Опытным путём стало ясно, что когда число безземельных рабочих становится значительным (5 – 10% уже достаточно), их возможно использовать для давления на власти, точнее, рабочими можно было прикрываться для влияния на власть (в чужой стране, – а в своей ими давили конкурентов). Плюс фабричных горожан – это отсутствие привязанности к месту и высокая концентрация – громить чужие города им было не жаль, почти все они были бюргерами в первом поколении, культурно чуждой деревенщиной, обитавшей в рабочих гетто и жившей по гудку. Часть рабочих была к тому же грамотной, что открывало дополнительные газетные ресурсы управления. А эффект от бузотёрства мог быть велик: остановка крупных производств, нарушения работы транспорта, прекращение отгрузок в портах и т. п. Проблемой было натравить коллектив рабочих на хозяев, но технологию сплачивания отработали: малочисленные, но крепко сбитые шайки платных активистов подчиняли остальную массу не столько агитацией, сколько силовыми методами. Теоретическую базу работы экстерриториальных уголовников без стыда и совести продвигал Михаил Бакунин, один из двух главных верховников Интернационала. Сочинял он это в качестве провокации, доводя до абсурда идеи умеренных французских утопистов, и, вдобавок, применительно к Франции, но неожиданно мысли пригодились повсеместно.

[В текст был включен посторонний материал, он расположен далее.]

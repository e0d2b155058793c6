//! Cancellation token for cooperative shutdown of background work

use std::sync::{
    atomic::{AtomicBool, Ordering},
    Arc,
};

/// Cancellation token for cooperative cancellation
///
/// The loader checks it between chunks and page tasks check it before
/// rendering. Clones share the same flag.
///
/// # Example
///
/// ```
/// use pdf_viewer_scheduler::CancellationToken;
///
/// let token = CancellationToken::new();
/// let worker_token = token.clone();
///
/// token.cancel();
/// assert!(worker_token.is_cancelled());
/// ```
#[derive(Debug, Clone)]
pub struct CancellationToken {
    cancelled: Arc<AtomicBool>,
}

impl CancellationToken {
    /// Create a token in the non-cancelled state
    pub fn new() -> Self {
        Self {
            cancelled: Arc::new(AtomicBool::new(false)),
        }
    }

    /// Cancel this token and every clone of it.
    ///
    /// Idempotent.
    pub fn cancel(&self) {
        self.cancelled.store(true, Ordering::Release);
    }

    pub fn is_cancelled(&self) -> bool {
        self.cancelled.load(Ordering::Acquire)
    }
}

impl Default for CancellationToken {
    fn default() -> Self {
        Self::new()
    }
}

#[cfg(test)]
mod tests {
    use super::*;
    use std::thread;

    #[test]
    fn test_cancellation_token_basic() {
        let token = CancellationToken::new();
        assert!(!token.is_cancelled());

        token.cancel();
        assert!(token.is_cancelled());

        token.cancel();
        assert!(token.is_cancelled());
    }

    #[test]
    fn test_cancellation_visible_across_threads() {
        let token = CancellationToken::default();
        let worker_token = token.clone();

        let worker = thread::spawn(move || {
            while !worker_token.is_cancelled() {
                thread::yield_now();
            }
        });

        token.cancel();
        worker.join().unwrap();
    }
}
//! Viewer configuration for the page loading pipeline.
//!
//! Settings can be read from environment variables or built
//! programmatically; the defaults suit a desktop viewer.

use pdf_viewer_cache::{DEFAULT_DECODE_CAPACITY, DEFAULT_DECODE_SLOTS};
use pdf_viewer_render::DEFAULT_DPI;
use pdf_viewer_scheduler::{num_cpus, WorkerPoolConfig};
use std::time::Duration;

/// Configuration for rendering, scheduling and decoding.
#[derive(Debug, Clone, PartialEq, Eq)]
pub struct ViewerConfig {
    /// Rasterization resolution in dots per inch
    pub dpi: u32,
    /// Number of page render workers
    pub worker_threads: usize,
    /// Chunk size as a multiple of `worker_threads`
    pub chunk_factor: u32,
    /// Explicit chunk size, overriding `chunk_factor`
    pub chunk_size: Option<u32>,
    /// Wait allowed per page of a chunk; a chunk is waited on for its page count times this
    pub page_timeout: Duration,
    /// Number of decoded pages each viewer keeps
    pub decode_slots: usize,
    /// Initial decode buffer size per slot in bytes
    pub initial_decode_capacity: usize,
}

impl Default for ViewerConfig {
    fn default() -> Self {
        Self {
            dpi: DEFAULT_DPI,
            worker_threads: num_cpus(),
            chunk_factor: 3,
            chunk_size: None,
            page_timeout: Duration::from_secs(30),
            decode_slots: DEFAULT_DECODE_SLOTS,
            initial_decode_capacity: DEFAULT_DECODE_CAPACITY,
        }
    }
}

impl ViewerConfig {
    /// Sets the rendering resolution.
    pub fn with_dpi(mut self, dpi: u32) -> Self {
        self.dpi = dpi;
        self
    }

    /// Sets the number of render workers.
    pub fn with_worker_threads(mut self, threads: usize) -> Self {
        self.worker_threads = threads;
        self
    }

    /// Sets the chunk size multiplier.
    pub fn with_chunk_factor(mut self, factor: u32) -> Self {
        self.chunk_factor = factor;
        self
    }

    /// Sets an explicit chunk size.
    pub fn with_chunk_size(mut self, pages: u32) -> Self {
        self.chunk_size = Some(pages);
        self
    }

    /// Sets the per-page wait bound.
    pub fn with_page_timeout(mut self, timeout: Duration) -> Self {
        self.page_timeout = timeout;
        self
    }

    /// Sets the number of decode slots.
    pub fn with_decode_slots(mut self, slots: usize) -> Self {
        self.decode_slots = slots;
        self
    }

    /// Sets the initial decode buffer size in bytes.
    pub fn with_initial_decode_capacity(mut self, bytes: usize) -> Self {
        self.initial_decode_capacity = bytes;
        self
    }

    /// Pages rendered per batch: the explicit size if set, otherwise
    /// `worker_threads * chunk_factor`. Never zero.
    pub fn chunk_size(&self) -> u32 {
        self.chunk_size
            .unwrap_or_else(|| (self.worker_threads as u32).saturating_mul(self.chunk_factor))
            .max(1)
    }

    /// Worker pool settings matching this configuration
    pub fn pool_config(&self) -> WorkerPoolConfig {
        WorkerPoolConfig::new(self.worker_threads)
    }

    /// Loads configuration from environment variables.
    ///
    /// Environment variables:
    /// - `PDF_VIEWER_DPI`: rendering resolution (default: 144)
    /// - `PDF_VIEWER_WORKERS`: render worker count (default: CPU count)
    /// - `PDF_VIEWER_CHUNK_SIZE`: pages per batch (default: workers * 3)
    /// - `PDF_VIEWER_PAGE_TIMEOUT_MS`: wait bound per page of a chunk (default: 30000)
    /// - `PDF_VIEWER_DECODE_SLOTS`: decoded pages per viewer (default: 30)
    /// - `PDF_VIEWER_DECODE_CAPACITY_MB`: initial decode buffer size (default: 7)
    ///
    /// # Errors
    /// Returns an error if any environment variable contains an invalid value.
    pub fn from_env() -> Result<Self, ConfigError> {
        let mut config = Self::default();

        if let Some(dpi) = parse_var::<u32>("PDF_VIEWER_DPI")? {
            config.dpi = dpi;
        }

        if let Some(workers) = parse_var::<usize>("PDF_VIEWER_WORKERS")? {
            config.worker_threads = workers;
        }

        if let Some(pages) = parse_var::<u32>("PDF_VIEWER_CHUNK_SIZE")? {
            config.chunk_size = Some(pages);
        }

        if let Some(ms) = parse_var::<u64>("PDF_VIEWER_PAGE_TIMEOUT_MS")? {
            config.page_timeout = Duration::from_millis(ms);
        }

        if let Some(slots) = parse_var::<usize>("PDF_VIEWER_DECODE_SLOTS")? {
            config.decode_slots = slots;
        }

        if let Some(mb) = parse_var::<usize>("PDF_VIEWER_DECODE_CAPACITY_MB")? {
            config.initial_decode_capacity = mb.checked_mul(1024 * 1024).ok_or_else(|| {
                ConfigError::InvalidValue("PDF_VIEWER_DECODE_CAPACITY_MB".to_string())
            })?;
        }

        Ok(config)
    }
}

/// Read a positive number from `name`, `None` if unset
fn parse_var<T>(name: &str) -> Result<Option<T>, ConfigError>
where
    T: std::str::FromStr + PartialEq + Default,
{
    match std::env::var(name) {
        Ok(val) => {
            let parsed = val
                .trim()
                .parse::<T>()
                .map_err(|_| ConfigError::InvalidValue(name.to_string()))?;
            if parsed == T::default() {
                return Err(ConfigError::InvalidValue(name.to_string()));
            }
            Ok(Some(parsed))
        }
        Err(std::env::VarError::NotPresent) => Ok(None),
        Err(std::env::VarError::NotUnicode(_)) => Err(ConfigError::InvalidValue(name.to_string())),
    }
}

/// Errors that can occur while loading configuration.
#[derive(Debug, Clone, PartialEq, Eq, thiserror::Error)]
pub enum ConfigError {
    /// Invalid value for a configuration variable
    #[error("Invalid value for configuration key: {0}")]
    InvalidValue(String),
}
//! Viewport decode cache with random replacement
//!
//! Holds a small fixed number of decompressed page bitmaps for the viewer
//! that paints a document. Lookups are keyed by page number; on a miss the
//! page is decompressed from the [`CompressedPageStore`] into a slot picked
//! uniformly at random.
//!
//! All slot buffers share one capacity. When a page larger than that
//! capacity shows up, the capacity grows to fit it and every slot mapping is
//! dropped, since the old buffers are undersized.

use crate::codec::{self, CodecError};
use crate::store::CompressedPageStore;
use rand::rngs::StdRng;
use rand::{Rng, SeedableRng};
use std::collections::TryReserveError;
use std::sync::Arc;

/// Default number of decode slots
pub const DEFAULT_DECODE_SLOTS: usize = 30;

/// Default per-slot buffer capacity (7 MiB)
pub const DEFAULT_DECODE_CAPACITY: usize = 7 * 1024 * 1024;

/// Errors returned by [`ViewportDecodeCache::get_decoded_page`]
#[derive(Debug, thiserror::Error)]
pub enum DecodeError {
    #[error("page {page} out of range (page_count={page_count})")]
    PageOutOfRange { page: u32, page_count: u32 },

    /// The compressed bytes did not decode to the recorded bitmap size
    #[error("page {page} failed integrity check: {source}")]
    Corrupt {
        page: u32,
        #[source]
        source: CodecError,
    },

    /// Growing the decode buffers failed
    #[error("could not grow decode buffers to {capacity} bytes: {source}")]
    Allocation {
        capacity: usize,
        #[source]
        source: TryReserveError,
    },
}

/// Statistics about decode cache usage
#[derive(Debug, Clone, Copy, Default, PartialEq, Eq)]
pub struct DecodeStats {
    /// Lookups served from an existing slot
    pub hits: u64,

    /// Lookups that decompressed a page
    pub misses: u64,

    /// Lookups for pages that were not ready yet
    pub placeholders: u64,

    /// Misses that replaced another page's slot
    pub evictions: u64,

    /// Number of capacity growths (each one resets every slot)
    pub resets: u64,
}

impl DecodeStats {
    /// Fraction of decoded lookups served without decompression
    pub fn hit_rate(&self) -> f64 {
        let total = self.hits + self.misses;
        if total == 0 {
            0.0
        } else {
            self.hits as f64 / total as f64
        }
    }
}

/// A decompressed page ready to paint.
///
/// Borrowed from the cache slot; `pixels` holds `width * height` pixels,
/// 4 bytes each, rows tightly packed.
#[derive(Debug, Clone, Copy)]
pub struct DecodedPage<'a> {
    pub page: u32,
    pub width: u32,
    pub height: u32,
    pub pixels: &'a [u8],
}

impl DecodedPage<'_> {
    /// Bytes of one pixel row
    pub fn row_bytes(&self) -> usize {
        self.width as usize * 4
    }

    /// Pixel at (x, y) as a 4-byte slice
    pub fn pixel(&self, x: u32, y: u32) -> &[u8] {
        let offset = y as usize * self.row_bytes() + x as usize * 4;
        &self.pixels[offset..offset + 4]
    }
}

#[derive(Debug, Default)]
struct DecodeSlot {
    page: Option<u32>,
    width: u32,
    height: u32,
    len: usize,
    buffer: Vec<u8>,
}

/// Fixed-capacity pool of decompressed page bitmaps for one viewer.
///
/// # Example
///
/// ```
/// use pdf_viewer_cache::{
///     codec, CompressedPage, CompressedPageStore, Margins, ViewportDecodeCache,
/// };
/// use std::sync::Arc;
///
/// let bitmap = vec![0u8; 2 * 2 * 4];
/// let data = codec::compress(&bitmap).unwrap();
/// let page = CompressedPage::from_parts(data, bitmap.len(), 2, 2, Margins::default());
///
/// let store = Arc::new(CompressedPageStore::new(1));
/// store.publish(0, page).unwrap();
///
/// let mut cache = ViewportDecodeCache::new(store, 4, 1024);
/// let decoded = cache.get_decoded_page(0).unwrap().unwrap();
/// assert_eq!((decoded.width, decoded.height), (2, 2));
/// ```
pub struct ViewportDecodeCache {
    store: Arc<CompressedPageStore>,
    slots: Vec<DecodeSlot>,
    capacity: usize,
    rng: StdRng,
    stats: DecodeStats,
}

impl ViewportDecodeCache {
    /// Create a cache with `slots` buffers of `capacity` bytes each.
    ///
    /// Buffers are allocated the first time a slot is used.
    pub fn new(store: Arc<CompressedPageStore>, slots: usize, capacity: usize) -> Self {
        Self::with_rng(store, slots, capacity, StdRng::from_entropy())
    }

    /// Create a cache whose slot choice is reproducible
    pub fn with_seed(
        store: Arc<CompressedPageStore>,
        slots: usize,
        capacity: usize,
        seed: u64,
    ) -> Self {
        Self::with_rng(store, slots, capacity, StdRng::seed_from_u64(seed))
    }

    fn with_rng(
        store: Arc<CompressedPageStore>,
        slots: usize,
        capacity: usize,
        rng: StdRng,
    ) -> Self {
        let slots = (0..slots.max(1)).map(|_| DecodeSlot::default()).collect();
        Self {
            store,
            slots,
            capacity,
            rng,
            stats: DecodeStats::default(),
        }
    }

    /// The store this cache decodes from
    pub fn store(&self) -> &Arc<CompressedPageStore> {
        &self.store
    }

    /// Number of slots
    pub fn slot_count(&self) -> usize {
        self.slots.len()
    }

    /// Current per-slot buffer capacity in bytes
    pub fn capacity(&self) -> usize {
        self.capacity
    }

    pub fn stats(&self) -> DecodeStats {
        self.stats
    }

    /// Page number held by each slot, `None` for empty slots
    pub fn cached_pages(&self) -> Vec<Option<u32>> {
        self.slots.iter().map(|slot| slot.page).collect()
    }

    /// Whether `page` is currently decoded in some slot
    pub fn contains(&self, page: u32) -> bool {
        self.slots.iter().any(|slot| slot.page == Some(page))
    }

    /// Forget every slot mapping; buffers are kept
    pub fn invalidate_all(&mut self) {
        for slot in &mut self.slots {
            slot.page = None;
        }
    }

    /// Get a decoded bitmap for `page`.
    ///
    /// Returns `Ok(None)` when the page has not been rendered yet; the caller
    /// paints a placeholder and asks again later. Never blocks on rendering.
    pub fn get_decoded_page(&mut self, page: u32) -> Result<Option<DecodedPage<'_>>, DecodeError> {
        if let Some(index) = self.slots.iter().position(|slot| slot.page == Some(page)) {
            self.stats.hits += 1;
            return Ok(Some(self.view(index)));
        }

        let page_count = self.store.page_count();
        if page >= page_count {
            return Err(DecodeError::PageOutOfRange { page, page_count });
        }

        // Keep the store alive independently of `self` while borrowing the record
        let store = Arc::clone(&self.store);
        let Some(record) = store.get(page) else {
            self.stats.placeholders += 1;
            return Ok(None);
        };

        let needed = record.uncompressed_len();
        if needed > self.capacity {
            self.grow(needed);
        }

        let index = self.rng.gen_range(0..self.slots.len());
        let capacity = self.capacity;
        let slot = &mut self.slots[index];

        if slot.page.is_some() {
            self.stats.evictions += 1;
        }
        // The slot is unusable until the decode below succeeds
        slot.page = None;

        if slot.buffer.len() < capacity {
            let additional = capacity - slot.buffer.len();
            slot.buffer
                .try_reserve_exact(additional)
                .map_err(|source| DecodeError::Allocation { capacity, source })?;
            slot.buffer.resize(capacity, 0);
        }

        if let Err(source) = codec::decompress_into(record.data(), needed, &mut slot.buffer) {
            log::error!("Decoding page {} failed: {}", page, source);
            return Err(DecodeError::Corrupt { page, source });
        }

        slot.page = Some(page);
        slot.width = record.width();
        slot.height = record.height();
        slot.len = needed;
        self.stats.misses += 1;

        Ok(Some(self.view(index)))
    }

    /// Grow every slot to `needed` bytes and drop all mappings
    fn grow(&mut self, needed: usize) {
        log::warn!(
            "Decode buffer capacity grows from {} to {} bytes, resetting {} slots",
            self.capacity,
            needed,
            self.slots.len()
        );

        self.capacity = needed;
        self.stats.resets += 1;

        for slot in &mut self.slots {
            slot.page = None;
            // Existing allocations are released; each slot reallocates on use
            slot.buffer = Vec::new();
        }
    }

    fn view(&self, index: usize) -> DecodedPage<'_> {
        let slot = &self.slots[index];
        DecodedPage {
            page: slot.page.unwrap_or_default(),
            width: slot.width,
            height: slot.height,
            pixels: &slot.buffer[..slot.len],
        }
    }
}

#[cfg(test)]
mod tests {
    use super::*;
    use crate::page::{CompressedPage, Margins};
    use std::collections::HashSet;

    /// A page whose pixels all carry `shade`
    fn page_record(width: u32, height: u32, shade: u8) -> CompressedPage {
        let bitmap = vec![shade; (width * height * 4) as usize];
        CompressedPage::from_parts(
            codec::compress(&bitmap).unwrap(),
            bitmap.len(),
            width,
            height,
            Margins::default(),
        )
    }

    fn store_with_pages(count: u32, width: u32, height: u32) -> Arc<CompressedPageStore> {
        let store = Arc::new(CompressedPageStore::new(count));
        for page in 0..count {
            store.publish(page, page_record(width, height, page as u8)).unwrap();
        }
        store
    }

    fn assert_unique_mapping(cache: &ViewportDecodeCache) {
        let mut seen = HashSet::new();
        for page in cache.cached_pages().into_iter().flatten() {
            assert!(seen.insert(page), "page {} cached in two slots", page);
        }
    }

    #[test]
    fn test_miss_then_hit() {
        let store = store_with_pages(3, 4, 4);
        let mut cache = ViewportDecodeCache::with_seed(store, 5, 1024, 7);

        let decoded = cache.get_decoded_page(1).unwrap().unwrap();
        assert_eq!(decoded.page, 1);
        assert_eq!((decoded.width, decoded.height), (4, 4));
        assert!(decoded.pixels.iter().all(|&b| b == 1));
        assert_eq!(decoded.pixels.len(), 64);

        let decoded = cache.get_decoded_page(1).unwrap().unwrap();
        assert_eq!(decoded.page, 1);

        let stats = cache.stats();
        assert_eq!(stats.misses, 1);
        assert_eq!(stats.hits, 1);
        assert_eq!(stats.hit_rate(), 0.5);
    }

    #[test]
    fn test_not_ready_returns_placeholder() {
        let store = Arc::new(CompressedPageStore::new(2));
        store.publish(0, page_record(2, 2, 9)).unwrap();
        let mut cache = ViewportDecodeCache::with_seed(store, 3, 1024, 1);

        assert!(cache.get_decoded_page(1).unwrap().is_none());
        assert_eq!(cache.stats().placeholders, 1);
        assert!(!cache.contains(1));
    }

    #[test]
    fn test_out_of_range_page() {
        let store = store_with_pages(2, 2, 2);
        let mut cache = ViewportDecodeCache::with_seed(store, 3, 1024, 1);

        let result = cache.get_decoded_page(5);
        assert!(matches!(result, Err(DecodeError::PageOutOfRange { page: 5, page_count: 2 })));
    }

    #[test]
    fn test_at_most_one_slot_per_page() {
        let store = store_with_pages(40, 3, 3);
        let mut cache = ViewportDecodeCache::with_seed(store, 8, 1024, 42);

        // Scroll back and forth across more pages than there are slots
        let sequence = (0..40).chain((0..40).rev()).chain([5, 5, 6, 5, 7, 39, 0, 5]);
        for page in sequence {
            let decoded = cache.get_decoded_page(page).unwrap().unwrap();
            assert_eq!(decoded.page, page);
            assert!(decoded.pixels.iter().all(|&b| b == page as u8));
            assert_unique_mapping(&cache);
        }
        assert!(cache.stats().evictions > 0);
    }

    #[test]
    fn test_growth_resets_every_slot() {
        let store = Arc::new(CompressedPageStore::new(4));
        store.publish(0, page_record(4, 4, 1)).unwrap();
        store.publish(1, page_record(4, 4, 2)).unwrap();
        store.publish(2, page_record(16, 16, 3)).unwrap();
        let mut cache = ViewportDecodeCache::with_seed(store, 6, 64, 3);

        cache.get_decoded_page(0).unwrap();
        cache.get_decoded_page(1).unwrap();
        assert!(cache.contains(0) || cache.contains(1));

        // 16 * 16 * 4 = 1024 bytes, larger than the 64 byte capacity
        let decoded = cache.get_decoded_page(2).unwrap().unwrap();
        assert_eq!((decoded.width, decoded.height), (16, 16));
        assert_eq!(cache.capacity(), 1024);
        assert_eq!(cache.stats().resets, 1);

        // Only the page that triggered the growth is cached
        let cached: Vec<u32> = cache.cached_pages().into_iter().flatten().collect();
        assert_eq!(cached, vec![2]);

        // Former pages are misses again
        let misses_before = cache.stats().misses;
        cache.get_decoded_page(0).unwrap().unwrap();
        assert_eq!(cache.stats().misses, misses_before + 1);
    }

    #[test]
    fn test_capacity_never_shrinks() {
        let store = Arc::new(CompressedPageStore::new(2));
        store.publish(0, page_record(16, 16, 1)).unwrap();
        store.publish(1, page_record(2, 2, 2)).unwrap();
        let mut cache = ViewportDecodeCache::with_seed(store, 2, 16, 3);

        cache.get_decoded_page(0).unwrap();
        cache.get_decoded_page(1).unwrap();
        assert_eq!(cache.capacity(), 1024);
        assert_eq!(cache.stats().resets, 1);
    }

    #[test]
    fn test_corrupt_record_is_reported() {
        let store = Arc::new(CompressedPageStore::new(1));
        let bitmap = vec![0u8; 64];
        // Claims one pixel more than the stream holds
        let data = codec::compress(&bitmap).unwrap();
        let bad = CompressedPage::from_parts(data, 68, 17, 1, Margins::default());
        store.publish(0, bad).unwrap();
        let mut cache = ViewportDecodeCache::with_seed(store, 2, 1024, 3);

        let result = cache.get_decoded_page(0);
        assert!(matches!(result, Err(DecodeError::Corrupt { page: 0, .. })));
        assert!(!cache.contains(0));
    }

    #[test]
    fn test_invalidate_all() {
        let store = store_with_pages(3, 2, 2);
        let mut cache = ViewportDecodeCache::with_seed(store, 4, 1024, 9);

        cache.get_decoded_page(0).unwrap();
        cache.get_decoded_page(2).unwrap();
        cache.invalidate_all();

        assert!(cache.cached_pages().iter().all(Option::is_none));
    }

    #[test]
    fn test_zero_slots_is_clamped() {
        let store = store_with_pages(1, 2, 2);
        let mut cache = ViewportDecodeCache::new(store, 0, 1024);
        assert_eq!(cache.slot_count(), 1);
        assert!(cache.get_decoded_page(0).unwrap().is_some());
    }
}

Бакунин был «полезным идиотом», бесплатным агентом русского правительства, использовавшимся «в тёмную», он плотно опекался и русским посольством и парижской префектурой. Его гиперактивность направлялась на подрыв польских инсургентов, а впоследствии организаций типа Интернационала, – в конце концов, бакунинцы и разгромили его первую версию. Агитировал же «анархист» за… панславизм. Биография прожжённого авантюриста состоит из бегов, высылок, надзоров, шухера, фальшивых паспортов, полиций, арестов, «шёл в комнату, попал в другую» и так по кругу, – во Франции, Австрии, Германии, России, Англии, Италии… Его высокопоставленные контактёры не оставляют сомнений в том, что он использовался всеми европейскими игроками. Биографов сбивает с толку его отсидка в России. Но, повторяю, таких людей юзали опосредованно, – системные тузы, вроде Сперанского, отделывались ссылкой и опалой, низкоранговые хлыщи, вроде Новикова, могли и отсидеть. Шестерик Бакунина был из разряда наилучшего из возможных: даже в условиях мягкой николаевской России так не сидел никто. Ему неизменно предоставляли лучшую камеру, разрешалась домашняя одежда, переписка, многочисленные и многодневные свидания с родными, – часто по многу дней подряд в условиях комендантской квартиры, – это не говоря о книгах, журналах и газетах. Николай наследнику Александру: «Он умный и хороший малый, но опасный человек, его надобно держать взаперти». Когда опасности революции миновали, администрация Александра полезному человеку устроила побег. В Сибири, кстати, неугомонный активист вёл себя почему-то пассивно, его круг общения составляло высшее общество, включая несколько генерал-губернаторов. Вернувшись в Европу после беспрецедентных русских реформ (и как раз к польскому восстанию), профанатор принялся агитировать за независимость Польши, но одновременно за отделение от неё белорусов, украинцев и латышей, – да и Польшу звал в федерацию славянских народов. Будучи засланным англичанами в Стокгольм, мгновенно провалил дело высадки польского десанта в Паланге. Основав в Италии кучу обществ, работал против английского Мадзини. Всемерно затягивал перевод «Капитала» и его издания в России. Одновременно вступил в Интернационал и – бинго! – вскоре тот почил в бозе. (А какой вред был русскому государству от Бакунина? – Да никакого! Никто из причастных побегу революционера наказан не был.) Если это всё не работа агента, то что?

 

Натравив своё «рабочее» движение на внутреннюю борьбу с конкурентами, консерваторы взяли его на вооружение против других стран, предварительно усилив социальной и национальной10 демагогией. Одновременно (по свистку) повсюду начавшиеся революции 1848 года явились результатом первого эксперимента – относительно продуктивного. Неприятный осадок от успехов остался: революции удались на большинстве третьестепенных территорий, непосредственно интересам БИ не угрожавшим. Важнейшие же игроки с кризисом справились. Русская национальная администрация сыграла стабилизирующую роль, за что Россия получила от второстепенного журналиста ярлык одного из «жандармов Европы».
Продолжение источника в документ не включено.